Rather, as one would expect given Cooke’s brilliant curatorial career at the Museo Reina Sofia and the Dia Art Foundation, and the years of research that went into the show, Outliers seems to propose something far subtler, even radical: a reading of three critical periods in the past century of American art during which the modernist dialectic of outsider and insider broke down to a point of meaninglessness. This collapse only becomes legible when objects typically held on either side of the insider/outsider divide are brought together, as they are in Cooke’s show.

Marsden Hartley, Adelard the Drowned, Master of the “Phantom,” c. 1938–39. Oil on board, 28 × 22 inches.

What then becomes apparent is the formation of a third term: “outliers”—eccentric, unruly creators whose work, if we are truly to make sense of it, must be seen in the context of a much broader accounting of American art than modernist approaches usually allow. The new moniker of outlier artist is capacious enough to accommodate such well-known figures as Jacob Lawrence, Marsden Hartley, Zoe Leonard, and Kara Walker, as well as many whose names are much less familiar in the annals of art history.   

Following her curatorial premise, Cooke has divided the exhibition into three sections, during which social conditions conspired to allow outlier artists to flourish: the years leading up to, and spilling into, the Second World War when populism and nativist ideals fueled an interest in folk art and vernacular traditions (c. 1924–43); the era of civil rights, feminist, antiwar, and gay rights struggles, when even esoteric art historical categories were recognized to be sites of ideological struggle (c. 1968–92); and a contemporary period starting in 1998 that saw “the integration of the works of schooled and unschooled artists together without hierarchical distinction on a level playing field,” the curator claims.

Bill Traylor, Runaway Goat Cart, c. 1939–42. Opaque watercolor and graphite on cream card, 21 ¼ × 29 ¼ inches.

The label of “outsider” has generally been attached to artists on the basis of their distance, whether self-imposed or the product of structural exclusions, from the institutional frameworks that art history uses to confer “insider” status (such as schooling or participation in the right kind of art exhibitions); these frameworks are, in turn, often determined by the artist’s race, gender, class, geographical location, and so on.
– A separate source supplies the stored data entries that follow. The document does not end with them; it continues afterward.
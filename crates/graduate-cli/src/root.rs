use graduate_core::paths::GRADUATE_DIR;
use std::path::{Path, PathBuf};

/// Resolve the project root.
///
/// Priority:
/// 1. `--root` flag / `GRADUATE_ROOT` env var (passed in as `explicit`)
/// 2. Walk upward from `cwd` looking for `.graduate/`
/// 3. Walk upward from `cwd` looking for `.git/`
/// 4. Fall back to `cwd`
pub fn resolve_root(explicit: Option<&Path>) -> PathBuf {
    if let Some(p) = explicit {
        return p.to_path_buf();
    }

    let cwd = std::env::current_dir().unwrap_or_else(|_| PathBuf::from("."));
    find_upward(&cwd, GRADUATE_DIR)
        .or_else(|| find_upward(&cwd, ".git"))
        .unwrap_or(cwd)
}

fn find_upward(start: &Path, marker: &str) -> Option<PathBuf> {
    start
        .ancestors()
        .find(|dir| dir.join(marker).is_dir())
        .map(Path::to_path_buf)
}
use crate::error::{GraduateError, Result};
use std::path::{Path, PathBuf};

/// Resolve the public key to hand to the remote for push access.
/// Tries `~/.ssh/id_ed25519.pub`, then `~/.ssh/id_rsa.pub`.
pub fn default_public_key() -> Result<PathBuf> {
    let home = home::home_dir().ok_or(GraduateError::HomeNotFound)?;
    find_public_key(&home.join(".ssh"))
}

fn find_public_key(ssh_dir: &Path) -> Result<PathBuf> {
    let candidates = [ssh_dir.join("id_ed25519.pub"), ssh_dir.join("id_rsa.pub")];
    candidates
        .into_iter()
        .find(|p| p.is_file())
        .ok_or(GraduateError::PublicKeyNotFound)
}

pub fn read_public_key(path: &Path) -> Result<String> {
    Ok(std::fs::read_to_string(path)?.trim().to_string())
}

#[cfg(test)]
mod tests {
    use super::*;
    use tempfile::TempDir;

    #[test]
    fn prefers_ed25519() {
        let dir = TempDir::new().unwrap();
        std::fs::write(dir.path().join("id_rsa.pub"), "ssh-rsa AAAA rsa").unwrap();
        std::fs::write(dir.path().join("id_ed25519.pub"), "ssh-ed25519 AAAA ed\n").unwrap();
        let path = find_public_key(dir.path()).unwrap();
        assert_eq!(read_public_key(&path).unwrap(), "ssh-ed25519 AAAA ed");
    }

    #[test]
    fn falls_back_to_rsa() {
        let dir = TempDir::new().unwrap();
        std::fs::write(dir.path().join("id_rsa.pub"), "ssh-rsa AAAA rsa").unwrap();
        assert!(find_public_key(dir.path())
            .unwrap()
            .ends_with("id_rsa.pub"));
    }

    #[test]
    fn none_found() {
        let dir = TempDir::new().unwrap();
        assert!(matches!(
            find_public_key(dir.path()),
            Err(GraduateError::PublicKeyNotFound)
        ));
    }
}
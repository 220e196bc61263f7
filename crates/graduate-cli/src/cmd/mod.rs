pub mod env;
pub mod hook;
pub mod key;
pub mod remote;
pub mod start;
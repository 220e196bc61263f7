use crate::output::{print_json, print_table};
use anyhow::Context;
use clap::Subcommand;
use graduate_core::environment;
use std::path::Path;

#[derive(Subcommand)]
pub enum EnvSubcommand {
    /// Register an environment
    Add {
        /// Environment name (e.g. staging, production)
        name: String,
        /// ssh address of the environment host (e.g. deploy@prod.example.com)
        url: String,
    },
    /// Remove an environment
    #[command(alias = "remove")]
    Rm {
        /// Environment name
        name: String,
    },
    /// List environments
    List,
}

pub fn run(root: &Path, subcmd: EnvSubcommand, json: bool) -> anyhow::Result<()> {
    match subcmd {
        EnvSubcommand::Add { name, url } => add(root, &name, &url, json),
        EnvSubcommand::Rm { name } => remove(root, &name, json),
        EnvSubcommand::List => list(root, json),
    }
}

fn add(root: &Path, name: &str, url: &str, json: bool) -> anyhow::Result<()> {
    let env = environment::register(root, name, url)
        .with_context(|| format!("failed to add environment '{name}'"))?;
    if json {
        print_json(&env)?;
    } else {
        println!("Added environment '{}' ({})", env.name, env.url);
    }
    Ok(())
}

fn remove(root: &Path, name: &str, json: bool) -> anyhow::Result<()> {
    environment::remove(root, name)?;
    if json {
        print_json(&serde_json::json!({ "removed": name }))?;
    } else {
        println!("Removed environment '{name}'");
    }
    Ok(())
}

fn list(root: &Path, json: bool) -> anyhow::Result<()> {
    let envs = environment::list(root)?;
    if json {
        return print_json(&envs);
    }
    if envs.is_empty() {
        println!("No environments. Add one with: graduate env add <name> <url>");
        return Ok(());
    }
    let rows = envs.into_iter().map(|e| vec![e.name, e.url]).collect();
    print_table(&["NAME", "URL"], rows);
    Ok(())
}
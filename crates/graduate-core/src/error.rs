use crate::hooks::HookPhase;
use thiserror::Error;

#[derive(Debug, Error)]
pub enum GraduateError {
    #[error("unknown environment: {0} (run 'graduate env list')")]
    UnknownEnvironment(String),

    #[error("environment already registered: {0}")]
    EnvironmentExists(String),

    #[error("invalid environment name '{0}': must be lowercase alphanumeric, '-' or '_'")]
    InvalidName(String),

    #[error("invalid unit name '{0}'")]
    InvalidUnitName(String),

    #[error("invalid environment url '{0}': must be non-empty without whitespace")]
    InvalidUrl(String),

    #[error("{0} hooks failed")]
    HookFailure(HookPhase),

    #[error("hook command cannot be empty")]
    EmptyHook,

    #[error("hook command must be a single line; add each line as its own hook")]
    MultilineHook,

    #[error("no {phase} hook at index {index} ({len} registered)")]
    HookIndexOutOfRange {
        phase: HookPhase,
        index: usize,
        len: usize,
    },

    #[error("directive '{directive}' failed: {reason}")]
    DirectiveFailure { directive: String, reason: String },

    #[error("no applications to graduate in '{0}'")]
    NoUnits(String),

    #[error("working tree has uncommitted changes; commit or stash them first")]
    DirtyWorkingTree,

    #[error("git error: {0}")]
    Git(String),

    #[error("{0} not found on PATH")]
    ProgramNotFound(String),

    #[error("invalid remote status token: {0}")]
    InvalidStatus(String),

    #[error("no public key found (tried ~/.ssh/id_ed25519.pub and ~/.ssh/id_rsa.pub)")]
    PublicKeyNotFound,

    #[error("home directory not found: set HOME environment variable")]
    HomeNotFound,

    #[error(transparent)]
    Io(#[from] std::io::Error),

    #[error(transparent)]
    Yaml(#[from] serde_yaml::Error),
}

pub type Result<T> = std::result::Result<T, GraduateError>;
As such, directing one’s attention to moments when an outlier category emerged opens a space for recognizing so many makers, ideas, and practices that modernism has long resisted, or only accepted begrudgingly: craft processes, regional idioms, traditional “women’s work” such as textile arts and beading, the work of black and Chicano artists long ignored by mainstream art history, the role of religion and spirituality in American visual culture, the artistic value of utilitarian objects, the unironic, artists making installations in their backyards, and so on. But Cooke’s goal is not, it seems to me, simply to get us to recognize these “outsider” works as proper art—but to signal another way through the American visual landscape of the twentieth and twenty-first centuries. It allows for a retelling of the story of American art that includes Bill Traylor’s vivid, sweetly terrifying watercolor and graphite picture, Runaway Goat Cart (c. 1939–42); James Castle’s formally complex and materially bizarre images made of soot and saliva on found paper, rivaling any Van Gogh drawing; or Sister Gertrude Morgan’s touchingly funny, spiritual, and visionary tempera, pen, and graphite confections, including Jesus is my air Plane (c. 1970). These are positioned not just as eclectic one-offs, but as part of a larger logic of cultural production.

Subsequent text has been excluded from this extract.